6. The method according to claim 5, wherein the determining an adjustment factor comprises: determining the adjustment factor based on one or more pieces of imaging information corresponding to the sequential images.

7. The method according to claim 6, wherein the one or more pieces of imaging information comprise one or more of an imaging site, a scan sequence, a scan plane, an echo time, an inversion time, and a repetition time configured by the magnetic resonance system when generating the sequential images.

8. The method according to claim 7, wherein the determining an adjustment factor comprises: inputting the one or more pieces of imaging information into a predetermined deep learning network, and outputting the adjustment factor through the deep learning network.

9. The method according to claim 5, wherein the step of determining the adjustment factor comprises:

determining user information for displaying the sequential images; and

determining a corresponding adjustment factor based on the determined user information.

10. The method according to claim 5, wherein the step of determining the adjustment factor comprises:

determining user information for displaying the sequential images; and

inputting the determined user information into a predetermined second deep learning network, and outputting the adjustment factor through the second deep learning network.

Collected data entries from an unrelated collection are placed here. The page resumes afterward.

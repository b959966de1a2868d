// Main entry point for the label analysis API server

use std::sync::Arc;

use anyhow::{Context, Result};
use tracing_subscriber::{layer::SubscriberExt, util::SubscriberInitExt};

use labelcheck::ai::GeminiVision;
use labelcheck::ReferenceSet;
use server_core::{build_app, build_pipeline, Config};

#[tokio::main]
async fn main() -> Result<()> {
    dotenvy::dotenv().ok();

    // Initialize logging
    tracing_subscriber::registry()
        .with(
            tracing_subscriber::EnvFilter::try_from_default_env()
                .unwrap_or_else(|_| "info,server_core=debug,labelcheck=debug".into()),
        )
        .with(tracing_subscriber::fmt::layer())
        .init();

    tracing::info!("Starting label analysis API");

    // Load configuration
    let config = Config::from_env().context("Failed to load configuration")?;
    tracing::info!(
        search_enrichment = config.search_credentials.is_some(),
        "Configuration loaded"
    );

    // Load reference tables once; shared read-only across requests
    let tables = Arc::new(
        ReferenceSet::load_dir(&config.reference_data_dir)
            .context("Failed to load reference tables")?,
    );

    // Build the pipeline and application
    let vision = GeminiVision::new(config.gemini_api_key.expose());
    let pipeline = Arc::new(build_pipeline(vision, config.search_credentials, tables));
    let app = build_app(pipeline);

    // Start server
    let addr = format!("0.0.0.0:{}", config.port);
    tracing::info!("Starting server on {}", addr);
    tracing::info!("Health check: http://localhost:{}/api/health", config.port);

    let listener = tokio::net::TcpListener::bind(&addr)
        .await
        .context("Failed to bind to address")?;

    axum::serve(listener, app).await.context("Server error")?;

    Ok(())
}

11. A magnetic resonance system, comprising:

a scanner configured to generate sequential images by performing magnetic resonance scanning on an imaging site, the sequential images comprising a plurality of images;

a processor configured to acquire the sequential images and determine an identical window width for the plurality of images; and

a display unit displaying the plurality of images of the sequential images based on the identical window width.

12. A computer-readable storage medium for storing computer-readable instructions, wherein the computer-readable instructions are configured to perform the image display method according to claim 1.